▶ **Exercise objective**
Output the line that contains "#[derive(Debug, Clone, Default)]" and each line after it in the listing, exactly as they appear, through the very last line.

▶ **Exercise data**
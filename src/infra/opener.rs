use anyhow::{Context, Result};

use crate::infra::contracts::ExternalOpener;

/// Opens URIs with the platform default handler.
#[derive(Debug, Clone, Default)]
pub struct SystemOpener;

impl ExternalOpener for SystemOpener {
    fn open(&self, target: &str) -> Result<()> {
        tracing::info!(target_uri = target, "opening external target");
        open::that_detached(target).with_context(|| format!("failed to open {target}"))
    }
}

▶ **Answer to the exercise**
#[derive(Debug, Clone, Default)]
pub struct SystemOpener;

impl ExternalOpener for SystemOpener {
    fn open(&self, target: &str) -> Result<()> {
        tracing::info!(target_uri = target, "opening external target");
        open::that_detached(target).with_context(|| format!("failed to open {target}"))
    }
}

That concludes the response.